Aproximadamente una hora y media después, aparecieron una excavadora quitando las piedras y una máquina quitanieves abriendo camino, con lo cual pudimos continuar hacia Imilchil, aunque la nieve del techo de los vehículos caía a plomo sobre los parabrisas, lo que nos obligó a detenernos un par de veces para retirarla.

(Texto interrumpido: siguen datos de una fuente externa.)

impl std::str::FromStr for Prefix {
    type Err = ParsePrefixError;

    fn from_str(s: &str) -> Result<Self, Self::Err> {
        let (addr, len) = s.split_once('/').ok_or(ParsePrefixError)?;
        let len = len.parse::<u8>().map_err(|_| ParsePrefixError)?;
        match addr.parse::<std::net::IpAddr>().map_err(|_| ParsePrefixError)? {
            std::net::IpAddr::V4(addr) => {
                if len > 32 { return Err(ParsePrefixError) }
                Ok(Prefix::new(Afi::Ipv4, u32::from(addr) as u128, len))
            }
            std::net::IpAddr::V6(addr) => {
                if len > 128 { return Err(ParsePrefixError) }
                Ok(Prefix::new(Afi::Ipv6, u128::from(addr), len))
            }
        }
    }
}

impl fmt::Display for Prefix {
    fn fmt(&self, f: &mut fmt::Formatter) -> fmt::Result {
        match self.family {
            Afi::Ipv4 => {
                let addr = self.addr as u32;
                write!(
                    f, "{}.{}.{}.{}/{}",
                    (addr >> 24) & 0xff, (addr >> 16) & 0xff,
                    (addr >> 8) & 0xff, addr & 0xff, self.len
                )
            }
            Afi::Ipv6 => {
                write!(f, "{}/{}", std::net::Ipv6Addr::from(self.addr), self.len)
            }
        }
    }
}


//------------ Extracting resources from a certificate -------------------------

/// Consumes a certificate's already ASN.1-decoded RFC 3779 IP resource
/// extension and produces either `Inherit` or a canonicalized
/// [`ResourceSet`] covering only the IP ranges (AS ranges empty).
///
/// Per §4.1: an empty, non-inherited extension is not itself an error
/// here -- it only becomes fatal when it appears on a trust anchor, which
/// `state::push_cert` checks.
pub fn parse_ip_extension(cert: &Cert) -> Resolved {
    let mut ips = Vec::new();
    let mut inherits = false;
    for (resources, family) in [
        (cert.v4_resources(), Afi::Ipv4), (cert.v6_resources(), Afi::Ipv6)
    ] {
        match resources {
            IpResources::Inherit => inherits = true,
            IpResources::Blocks(blocks) => {
                for block in blocks.iter() {
                    ips.push(ip_block_to_range(block, family));
                }
            }
        }
    }
    if inherits && ips.is_empty() {
        Resolved::Inherit
    }
    else {
        Resolved::Set(ResourceSet::from_parts(ips, Vec::new()))
    }
}

/// As [`parse_ip_extension`] but for the RFC 3779 AS identifier extension.
pub fn parse_as_extension(cert: &Cert) -> Resolved {
    match cert.as_resources() {
        AsResources::Inherit => Resolved::Inherit,
        AsResources::Blocks(blocks) => {
            let asns = blocks.iter().map(as_block_to_range).collect();
            Resolved::Set(ResourceSet::from_parts(Vec::new(), asns))
        }
    }
}

/// Combines the IP and AS extensions of a certificate into one resolved
/// resource set (inherited only if *both* extensions inherit; RPKI
/// certificates in practice never mix inherited and explicit forms across
/// IP/AS, but nothing stops us from handling it range-by-range).
pub fn parse_cert_resources(cert: &Cert) -> Resolved {
    match (parse_ip_extension(cert), parse_as_extension(cert)) {
        (Resolved::Inherit, Resolved::Inherit) => Resolved::Inherit,
        (Resolved::Inherit, Resolved::Set(asns)) => Resolved::Set(asns),
        (Resolved::Set(ips), Resolved::Inherit) => Resolved::Set(ips),
        (Resolved::Set(ips), Resolved::Set(asns)) => Resolved::Set(
            ResourceSet::from_parts(
                ips.ips, asns.asns
            )
        ),
    }
}

fn ip_block_to_range(block: IpBlock, family: Afi) -> IpRange {
    let (start, end) = block.range();
    IpRange::new(family, start.into(), end.into())
}

fn as_block_to_range(block: AsBlock) -> AsRange {
    let (min, max) = block.range();
    AsRange::new(min.into(), max.into())
}

/// How strictly to treat resource over-claiming while validating a
/// certificate against its issuer, per RFC 6487's "verified" vs "reject"
/// modes. The walker always uses `Refuse` -- a containment failure
/// invalidates the subtree (§4.4) -- but `Cert::validate` from the `rpki`
/// crate still wants this to be spelled out explicitly.
pub fn overclaim_policy() -> Overclaim {
    Overclaim::Refuse
}

/// Checks the not-before/not-after window of a certificate's validity
/// against a reference time; used by the manifest staleness check and by
/// CRL handling.
pub fn validity_covers(validity: Validity, now: rpki::repository::x509::Time) -> bool {
    validity.not_before() <= now && now < validity.not_after()
}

A nuestra izquierda quedó el lago de Tislit, que ni siquiera se intuía dónde estaba en medio de la nevada que no cesaba. Sanos y salvos alcanzamos el Hotel Izlane de Imilchil, modesto pero muy limpio y con habitaciones con baño privado. Al llegar, notamos el reconfortante calorcito de la estufa que estaba encendida en el comedor. Sentados a su cobijo, había un grupo de moteros españoles a quienes también les había sorprendido la nieve, aunque venían de otro lado y no se toparon con el desprendimiento. Sin embargo, los pobres estaban helados; lo habían pasado peor que nosotros al ir en moto y no llevar ropa adecuada para combatir un frío tan intenso e inesperado en el mes de mayo: el termómetro marcaba un grado y seguía nevando.

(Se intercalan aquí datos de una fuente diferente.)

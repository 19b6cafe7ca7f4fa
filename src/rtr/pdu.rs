//! RTR protocol data units (§4.7, RFC 6810 / RFC 8210).
//!
//! Every PDU starts with the same 8-byte header: a protocol version, a
//! PDU type, a 16-bit field whose meaning depends on the type (usually a
//! session ID or error code), and a 32-bit total length covering the
//! header itself. Decoding and encoding go through [`bytes`]'s safe
//! buffer types rather than casting a byte slice onto a
//! `#[repr(packed)]` struct, which is how this module's predecessor did
//! it.
//!
//! [`Pdu`] covers the small, fixed-shape control PDUs exchanged in both
//! directions. The two payload PDUs -- Prefix and Router Key -- carry a
//! variable-length key in the latter case and are common enough in a
//! data push that they get their own types, [`PrefixPdu`] and
//! [`RouterKeyPdu`].
//!
//! RFC 8210 (protocol version 1) adds the Router Key PDU and carries
//! refresh/retry/expire timers on End Of Data; RFC 6810 (version 0) has
//! neither. Every `encode` here takes the negotiated version and writes
//! the shape that version expects.

use std::fmt;
use bytes::{Buf, BufMut, Bytes, BytesMut};
use tokio::io::{AsyncReadExt, AsyncWriteExt};
use crate::resources::{Afi, Prefix};
use super::serial::Serial;

pub const VERSION_0: u8 = 0;
pub const VERSION_1: u8 = 1;

const HEADER_LEN: usize = 8;

/// An upper bound on a single PDU's declared length.
///
/// Router Key PDUs carry a full SubjectPublicKeyInfo, so this needs more
/// headroom than the other, fixed-size PDUs, but a client claiming an
/// enormous length in the header still shouldn't make us allocate
/// gigabytes for it.
const MAX_PDU_LEN: u32 = 64 * 1024;

mod pdu_type {
    pub const SERIAL_NOTIFY: u8 = 0;
    pub const SERIAL_QUERY: u8 = 1;
    pub const RESET_QUERY: u8 = 2;
    pub const CACHE_RESPONSE: u8 = 3;
    pub const IPV4_PREFIX: u8 = 4;
    pub const IPV6_PREFIX: u8 = 6;
    pub const END_OF_DATA: u8 = 7;
    pub const CACHE_RESET: u8 = 8;
    pub const ROUTER_KEY: u8 = 9;
    pub const ERROR_REPORT: u8 = 10;
}


//------------ Pdu -----------------------------------------------------------

/// A control PDU: one without a variable-length payload beyond
/// `ErrorReport`'s diagnostic text.
#[derive(Clone, Debug, Eq, PartialEq)]
pub enum Pdu {
    SerialNotify { session_id: u16, serial: Serial },
    SerialQuery { session_id: u16, serial: Serial },
    ResetQuery,
    CacheResponse { session_id: u16 },
    EndOfData {
        session_id: u16,
        serial: Serial,
        refresh: u32,
        retry: u32,
        expire: u32,
    },
    CacheReset,
    ErrorReport { error_code: u16, erroneous_pdu: Bytes, text: String },
}

impl Pdu {
    /// Reads one control PDU sent by a client: a Serial Query, a Reset
    /// Query, or an Error Report.
    ///
    /// Returns the version the client put in the PDU header alongside the
    /// parsed PDU, since the server negotiates its protocol version from
    /// whatever the client's first PDU declares (RFC 8210 §5).
    pub async fn read<R: AsyncReadExt + Unpin>(
        sock: &mut R,
    ) -> Result<(u8, Self), ReadError> {
        let mut header = [0u8; HEADER_LEN];
        sock.read_exact(&mut header).await.map_err(ReadError::Io)?;
        let mut header = Bytes::copy_from_slice(&header);
        let version = header.get_u8();
        let pdu_type = header.get_u8();
        let field = header.get_u16();
        let len = header.get_u32();

        if len < HEADER_LEN as u32 || len > MAX_PDU_LEN {
            return Err(ReadError::InvalidLength(len))
        }
        let mut body = vec![0u8; len as usize - HEADER_LEN];
        sock.read_exact(&mut body).await.map_err(ReadError::Io)?;
        Self::parse(pdu_type, field, Bytes::from(body)).map(|pdu| (version, pdu))
    }

    fn parse(pdu_type: u8, field: u16, mut body: Bytes) -> Result<Self, ReadError> {
        match pdu_type {
            pdu_type::SERIAL_QUERY => {
                if body.len() != 4 {
                    return Err(ReadError::Malformed)
                }
                Ok(Pdu::SerialQuery {
                    session_id: field,
                    serial: Serial::from(body.get_u32()),
                })
            }
            pdu_type::RESET_QUERY => Ok(Pdu::ResetQuery),
            pdu_type::ERROR_REPORT => {
                if body.len() < 4 {
                    return Err(ReadError::Malformed)
                }
                let pdu_len = body.get_u32() as usize;
                if body.len() < pdu_len {
                    return Err(ReadError::Malformed)
                }
                let erroneous_pdu = body.split_to(pdu_len);
                if body.len() < 4 {
                    return Err(ReadError::Malformed)
                }
                let text_len = body.get_u32() as usize;
                if body.len() != text_len {
                    return Err(ReadError::Malformed)
                }
                let text = String::from_utf8_lossy(&body).into_owned();
                Ok(Pdu::ErrorReport { error_code: field, erroneous_pdu, text })
            }
            other => Err(ReadError::UnexpectedType(other)),
        }
    }

    /// Encodes this PDU for protocol `version` onto `buf`.
    pub fn encode(&self, version: u8, buf: &mut BytesMut) {
        match *self {
            Pdu::SerialNotify { session_id, serial } => {
                header(buf, version, pdu_type::SERIAL_NOTIFY, session_id, 12);
                buf.put_u32(serial.into());
            }
            Pdu::SerialQuery { session_id, serial } => {
                header(buf, version, pdu_type::SERIAL_QUERY, session_id, 12);
                buf.put_u32(serial.into());
            }
            Pdu::ResetQuery => {
                header(buf, version, pdu_type::RESET_QUERY, 0, 8);
            }
            Pdu::CacheResponse { session_id } => {
                header(buf, version, pdu_type::CACHE_RESPONSE, session_id, 8);
            }
            Pdu::EndOfData { session_id, serial, refresh, retry, expire } => {
                if version >= VERSION_1 {
                    header(buf, version, pdu_type::END_OF_DATA, session_id, 24);
                    buf.put_u32(serial.into());
                    buf.put_u32(refresh);
                    buf.put_u32(retry);
                    buf.put_u32(expire);
                }
                else {
                    header(buf, version, pdu_type::END_OF_DATA, session_id, 12);
                    buf.put_u32(serial.into());
                }
            }
            Pdu::CacheReset => {
                header(buf, version, pdu_type::CACHE_RESET, 0, 8);
            }
            Pdu::ErrorReport { error_code, ref erroneous_pdu, ref text } => {
                let len = HEADER_LEN as u32
                    + 4 + erroneous_pdu.len() as u32
                    + 4 + text.len() as u32;
                header(buf, version, pdu_type::ERROR_REPORT, error_code, len);
                buf.put_u32(erroneous_pdu.len() as u32);
                buf.put_slice(erroneous_pdu);
                buf.put_u32(text.len() as u32);
                buf.put_slice(text.as_bytes());
            }
        }
    }

    /// Encodes and writes this PDU straight to an async sink.
    pub async fn write<W: AsyncWriteExt + Unpin>(
        &self, sock: &mut W, version: u8,
    ) -> Result<(), std::io::Error> {
        let mut buf = BytesMut::new();
        self.encode(version, &mut buf);
        sock.write_all(&buf).await
    }
}

fn header(buf: &mut BytesMut, version: u8, pdu_type: u8, field: u16, len: u32) {
    buf.put_u8(version);
    buf.put_u8(pdu_type);
    buf.put_u16(field);
    buf.put_u32(len);
}


//------------ PrefixPdu -------------------------------------------------------

/// An IPv4 or IPv6 Prefix PDU (RFC 8210 §5.6/§5.7): announces or
/// withdraws one VRP.
#[derive(Clone, Copy, Debug, Eq, PartialEq)]
pub struct PrefixPdu {
    /// Bit 0 set means announce, clear means withdraw.
    pub flags: u8,
    pub prefix: Prefix,
    pub max_length: u8,
    pub asn: u32,
}

impl PrefixPdu {
    pub const ANNOUNCE: u8 = 1;
    pub const WITHDRAW: u8 = 0;

    pub fn new(flags: u8, prefix: Prefix, max_length: u8, asn: u32) -> Self {
        PrefixPdu { flags, prefix, max_length, asn }
    }

    pub async fn write<W: AsyncWriteExt + Unpin>(
        &self, sock: &mut W, version: u8,
    ) -> Result<(), std::io::Error> {
        let mut buf = BytesMut::new();
        self.encode(version, &mut buf);
        sock.write_all(&buf).await
    }

    pub fn encode(&self, version: u8, buf: &mut BytesMut) {
        match self.prefix.family {
            Afi::Ipv4 => {
                header(buf, version, pdu_type::IPV4_PREFIX, 0, 20);
                buf.put_u8(self.flags);
                buf.put_u8(self.prefix.len);
                buf.put_u8(self.max_length);
                buf.put_u8(0);
                buf.put_u32(self.prefix.addr as u32);
                buf.put_u32(self.asn);
            }
            Afi::Ipv6 => {
                header(buf, version, pdu_type::IPV6_PREFIX, 0, 32);
                buf.put_u8(self.flags);
                buf.put_u8(self.prefix.len);
                buf.put_u8(self.max_length);
                buf.put_u8(0);
                buf.put_u128(self.prefix.addr);
                buf.put_u32(self.asn);
            }
        }
    }
}


//------------ RouterKeyPdu ----------------------------------------------------

/// A Router Key PDU (RFC 8210 §5.10): announces or withdraws one BGPsec
/// router key. Only valid under protocol version 1.
#[derive(Clone, Debug, Eq, PartialEq)]
pub struct RouterKeyPdu {
    pub flags: u8,
    pub ski: [u8; 20],
    pub asn: u32,
    pub spki: Bytes,
}

impl RouterKeyPdu {
    pub const ANNOUNCE: u8 = 1;
    pub const WITHDRAW: u8 = 0;

    pub fn new(flags: u8, ski: [u8; 20], asn: u32, spki: Bytes) -> Self {
        RouterKeyPdu { flags, ski, asn, spki }
    }

    pub async fn write<W: AsyncWriteExt + Unpin>(
        &self, sock: &mut W, version: u8,
    ) -> Result<(), std::io::Error> {
        let mut buf = BytesMut::new();
        self.encode(version, &mut buf);
        sock.write_all(&buf).await
    }

    pub fn encode(&self, version: u8, buf: &mut BytesMut) {
        let len = HEADER_LEN as u32 + 20 + 4 + self.spki.len() as u32;
        header(buf, version, pdu_type::ROUTER_KEY, u16::from(self.flags), len);
        buf.put_slice(&self.ski);
        buf.put_u32(self.asn);
        buf.put_slice(&self.spki);
    }
}


//------------ ReadError ----------------------------------------------------------

/// Why reading a PDU from a client failed.
#[derive(Debug)]
pub enum ReadError {
    Io(std::io::Error),
    InvalidLength(u32),
    Malformed,
    UnexpectedType(u8),
}

impl fmt::Display for ReadError {
    fn fmt(&self, f: &mut fmt::Formatter) -> fmt::Result {
        match self {
            ReadError::Io(err) => write!(f, "I/O error: {}", err),
            ReadError::InvalidLength(len) => {
                write!(f, "invalid PDU length {}", len)
            }
            ReadError::Malformed => f.write_str("malformed PDU body"),
            ReadError::UnexpectedType(t) => {
                write!(f, "unexpected PDU type {} from client", t)
            }
        }
    }
}


#[cfg(test)]
mod test {
    use super::*;

    #[test]
    fn serial_query_round_trips_through_parse() {
        let pdu = Pdu::parse(
            pdu_type::SERIAL_QUERY, 7,
            Bytes::copy_from_slice(&5u32.to_be_bytes()),
        ).unwrap();
        match pdu {
            Pdu::SerialQuery { session_id, serial } => {
                assert_eq!(session_id, 7);
                assert_eq!(serial, Serial::from(5));
            }
            _ => panic!("wrong variant"),
        }
    }

    #[test]
    fn reset_query_has_no_body() {
        match Pdu::parse(pdu_type::RESET_QUERY, 0, Bytes::new()).unwrap() {
            Pdu::ResetQuery => {}
            _ => panic!("wrong variant"),
        }
    }

    #[test]
    fn error_report_round_trips_through_parse() {
        let mut body = BytesMut::new();
        let erroneous = Bytes::from_static(b"bogus");
        body.put_u32(erroneous.len() as u32);
        body.put_slice(&erroneous);
        let text = "no such session";
        body.put_u32(text.len() as u32);
        body.put_slice(text.as_bytes());
        let pdu = Pdu::parse(pdu_type::ERROR_REPORT, 2, body.freeze()).unwrap();
        match pdu {
            Pdu::ErrorReport { error_code, erroneous_pdu, text: got } => {
                assert_eq!(error_code, 2);
                assert_eq!(erroneous_pdu, erroneous);
                assert_eq!(got, text);
            }
            _ => panic!("wrong variant"),
        }
    }

    #[test]
    fn unknown_type_is_rejected() {
        match Pdu::parse(200, 0, Bytes::new()) {
            Err(ReadError::UnexpectedType(200)) => {}
            other => panic!("expected UnexpectedType, got {:?}", other),
        }
    }

    #[test]
    fn prefix_pdu_encodes_expected_length() {
        let prefix = Prefix::new(Afi::Ipv4, 0xC0000200, 24);
        let pdu = PrefixPdu::new(PrefixPdu::ANNOUNCE, prefix, 24, 64496);
        let mut buf = BytesMut::new();
        pdu.encode(VERSION_1, &mut buf);
        assert_eq!(buf.len(), 20);
        assert_eq!(&buf[4..8], &20u32.to_be_bytes());
    }

    #[test]
    fn ipv6_prefix_pdu_encodes_expected_length() {
        let prefix = Prefix::new(Afi::Ipv6, 0x2001_0db8_0000_0000_0000_0000_0000_0000, 32);
        let pdu = PrefixPdu::new(PrefixPdu::ANNOUNCE, prefix, 48, 64496);
        let mut buf = BytesMut::new();
        pdu.encode(VERSION_1, &mut buf);
        assert_eq!(buf.len(), 32);
    }

    #[test]
    fn router_key_pdu_encodes_expected_length() {
        let pdu = RouterKeyPdu::new(
            RouterKeyPdu::ANNOUNCE, [1u8; 20], 64496, Bytes::from_static(b"spki-bytes"),
        );
        let mut buf = BytesMut::new();
        pdu.encode(VERSION_1, &mut buf);
        assert_eq!(buf.len(), 8 + 20 + 4 + 10);
    }

    #[test]
    fn end_of_data_omits_timers_under_version_0() {
        let pdu = Pdu::EndOfData {
            session_id: 1, serial: Serial::from(0),
            refresh: 3600, retry: 600, expire: 7200,
        };
        let mut buf = BytesMut::new();
        pdu.encode(VERSION_0, &mut buf);
        assert_eq!(buf.len(), 12);
    }

    #[test]
    fn end_of_data_carries_timers_under_version_1() {
        let pdu = Pdu::EndOfData {
            session_id: 1, serial: Serial::from(0),
            refresh: 3600, retry: 600, expire: 7200,
        };
        let mut buf = BytesMut::new();
        pdu.encode(VERSION_1, &mut buf);
        assert_eq!(buf.len(), 24);
    }
}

El hotel Imilchil y la estufa salvadora (fotos tomadas a la mañana siguiente).
En el hotel fueron muy amables y pese a lo tarde que era nos prepararon una cena consistente: de primero, sopa harisa calentita que estaba de vicio y, de segundo, un cuscús realmente rico, remojado por un caldo delicioso, el mejor que tomaríamos en todas las vacaciones sin duda alguna. Como Jota cumplía años (¡vaya forma de celebrarlo!), nos invitó a una botella de vino de rioja para con la cena (menudo lujazo) y de postre apareció una estupenda tarta con velas y todo. Vamos, que la jornada terminó del mejor modo posible, riéndonos los seis cuando yo comenté que, al preparar el itinerario por email, le había preguntado a Jota si veríamos nieve en el Atlas y su respuesta fue, más o menos: ¿En mayo? ¡Nooo! Bueno, pues los efectos especiales habían funcionado a la perfección para satisfacer a los clientes, jajaja.
Aunque nos dieron dos mantas para poner en la cama, me acosté vestida porque tenía el frío metido en el cuerpo. Bueno, lo que he contado quizás parezca un relato exagerado, pero de verdad que fue exactamente lo que nos sucedió. Pese a todo, lo cierto es que esa noche dormimos muy bien.